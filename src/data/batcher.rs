// ============================================================
// Layer 4 — Pair Batcher
// ============================================================
// Implements Burn's Batcher trait to stack PairFeatures into
// device tensors.
//
//   Input:  N PairFeatures, each with C choices of length S
//   Output: input_ids / input_mask / segment_ids  [N, C, S]
//           pinyin_ids / word_ids                [N, S]
//           labels                               [N]
//
// Every feature is already padded to the same S, so batching is a
// flatten followed by a reshape.

use burn::{
    data::dataloader::batcher::Batcher,
    prelude::*,
};

use crate::data::dataset::PairFeature;

/// Model inputs of one batch.
#[derive(Debug, Clone)]
pub struct PairInput<B: Backend> {
    pub input_ids:   Tensor<B, 3, Int>,
    pub input_mask:  Tensor<B, 3, Int>,
    pub segment_ids: Tensor<B, 3, Int>,
    pub pinyin_ids:  Tensor<B, 2, Int>,
    pub word_ids:    Tensor<B, 2, Int>,
}

#[derive(Debug, Clone)]
pub struct PairBatch<B: Backend> {
    pub inputs: PairInput<B>,
    pub labels: Tensor<B, 1, Int>,
}

#[derive(Clone, Debug)]
pub struct PairBatcher<B: Backend> {
    pub device: B::Device,
}

impl<B: Backend> PairBatcher<B> {
    pub fn new(device: B::Device) -> Self {
        Self { device }
    }

    fn ints_2d(&self, flat: Vec<i32>, dims: [usize; 2]) -> Tensor<B, 2, Int> {
        Tensor::<B, 1, Int>::from_ints(flat.as_slice(), &self.device).reshape(dims)
    }

    fn ints_3d(&self, flat: Vec<i32>, dims: [usize; 3]) -> Tensor<B, 3, Int> {
        Tensor::<B, 1, Int>::from_ints(flat.as_slice(), &self.device).reshape(dims)
    }
}

impl<B: Backend> Batcher<PairFeature, PairBatch<B>> for PairBatcher<B> {
    fn batch(&self, items: Vec<PairFeature>) -> PairBatch<B> {
        let batch_size = items.len();
        let split_num  = items[0].split_num();
        let seq_len    = items[0].seq_len();

        // [s1_c1_t1 .. s1_c1_tS, s1_c2_t1 .. sN_cC_tS]
        let cap             = batch_size * split_num * seq_len;
        let mut input_ids   = Vec::with_capacity(cap);
        let mut input_mask  = Vec::with_capacity(cap);
        let mut segment_ids = Vec::with_capacity(cap);
        for choice in items.iter().flat_map(|f| f.choices.iter()) {
            input_ids.extend(choice.input_ids.iter().map(|&x| x as i32));
            input_mask.extend(choice.input_mask.iter().map(|&x| x as i32));
            segment_ids.extend(choice.segment_ids.iter().map(|&x| x as i32));
        }

        let pinyin_ids: Vec<i32> = items
            .iter()
            .flat_map(|f| f.pinyin_ids.iter().map(|&x| x as i32))
            .collect();
        let word_ids: Vec<i32> = items
            .iter()
            .flat_map(|f| f.word_ids.iter().map(|&x| x as i32))
            .collect();
        let labels: Vec<i32> = items.iter().map(|f| f.label as i32).collect();

        let dims3 = [batch_size, split_num, seq_len];
        let dims2 = [batch_size, seq_len];

        PairBatch {
            inputs: PairInput {
                input_ids:   self.ints_3d(input_ids, dims3),
                input_mask:  self.ints_3d(input_mask, dims3),
                segment_ids: self.ints_3d(segment_ids, dims3),
                pinyin_ids:  self.ints_2d(pinyin_ids, dims2),
                word_ids:    self.ints_2d(word_ids, dims2),
            },
            labels: Tensor::<B, 1, Int>::from_ints(labels.as_slice(), &self.device),
        }
    }
}

// ─── Unit Tests ───────────────────────────────────────────────────────────────
#[cfg(test)]
mod tests {
    use super::*;
    use crate::data::dataset::ChoiceFeature;

    type TestBackend = burn::backend::NdArray;

    fn feature(label: usize, base: u32) -> PairFeature {
        let choice = |off: u32| ChoiceFeature {
            input_ids:   vec![base + off, base + off + 1, 0],
            input_mask:  vec![1, 1, 0],
            segment_ids: vec![0, 1, 0],
        };
        PairFeature {
            guid:       base.to_string(),
            choices:    vec![choice(0), choice(10)],
            pinyin_ids: vec![0, 5, 1],
            word_ids:   vec![0, 7, 1],
            label,
        }
    }

    #[test]
    fn test_batch_shapes() {
        let batcher = PairBatcher::<TestBackend>::new(Default::default());
        let batch   = batcher.batch(vec![feature(1, 100), feature(0, 200)]);
        assert_eq!(batch.inputs.input_ids.dims(), [2, 2, 3]);
        assert_eq!(batch.inputs.input_mask.dims(), [2, 2, 3]);
        assert_eq!(batch.inputs.segment_ids.dims(), [2, 2, 3]);
        assert_eq!(batch.inputs.pinyin_ids.dims(), [2, 3]);
        assert_eq!(batch.inputs.word_ids.dims(), [2, 3]);
        assert_eq!(batch.labels.dims(), [2]);
    }

    #[test]
    fn test_batch_values_keep_order() {
        let batcher = PairBatcher::<TestBackend>::new(Default::default());
        let batch   = batcher.batch(vec![feature(1, 100), feature(0, 200)]);

        let ids = batch
            .inputs
            .input_ids
            .into_data()
            .convert::<i64>()
            .to_vec::<i64>()
            .unwrap();
        assert_eq!(ids, vec![100, 101, 0, 110, 111, 0, 200, 201, 0, 210, 211, 0]);

        let labels = batch.labels.into_data().convert::<i64>().to_vec::<i64>().unwrap();
        assert_eq!(labels, vec![1, 0]);
    }
}
// ============================================================
// Layer 4 — Data Pipeline
// ============================================================
// Everything from CSV pair files to tensor batches.
//
//   train.csv / dev.csv / test.csv
//       │
//       ▼
//   CsvExampleLoader  → rows into Examples
//       │
//       ▼
//   Vocab::build      → pinyin and word vocabularies per fold
//       │
//       ▼
//   FeaturePipeline   → subword choices + pinyin ids + word ids
//       │                (Segmenters, Chunker, truncation rules)
//       ▼
//   PairDataset       → implements Burn's Dataset trait
//       │
//       ▼
//   PairBatcher       → stacks features into tensor batches
//
// KFoldSplitter sits beside the pipeline: it writes the fold
// directories the loader later reads.

/// Reads sentence-pair CSV files
pub mod loader;

/// Cleans text before it is written to fold files
pub mod preprocessor;

/// Pair truncation and fixed-length padding
pub mod truncation;

/// Pinyin and jieba word segmentation
pub mod segmenter;

/// Side-channel vocabularies with reserved ids
pub mod vocab;

/// Splits text_a into subword choices
pub mod chunker;

/// Encoders for all three input channels
pub mod features;

/// Implements Burn's Dataset trait for encoded pairs
pub mod dataset;

/// Implements Burn's Batcher trait to create tensor batches
pub mod batcher;

/// K-fold partitioning and fold file generation
pub mod splitter;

_WHAT NEEDS TO BE DONE_
Find "type TestBackend = burn::backend::NdArray;" in the entries above and copy that whole line exactly, then each line after it through the line that contains "assert_eq!(batch.inputs.input_ids.dims(), [2, 2, 3]);".

_RESPONSE_
    type TestBackend = burn::backend::NdArray;

    fn feature(label: usize, base: u32) -> PairFeature {
        let choice = |off: u32| ChoiceFeature {
            input_ids:   vec![base + off, base + off + 1, 0],
            input_mask:  vec![1, 1, 0],
            segment_ids: vec![0, 1, 0],
        };
        PairFeature {
            guid:       base.to_string(),
            choices:    vec![choice(0), choice(10)],
            pinyin_ids: vec![0, 5, 1],
            word_ids:   vec![0, 7, 1],
            label,
        }
    }

    #[test]
    fn test_batch_shapes() {
        let batcher = PairBatcher::<TestBackend>::new(Default::default());
        let batch   = batcher.batch(vec![feature(1, 100), feature(0, 200)]);
        assert_eq!(batch.inputs.input_ids.dims(), [2, 2, 3]);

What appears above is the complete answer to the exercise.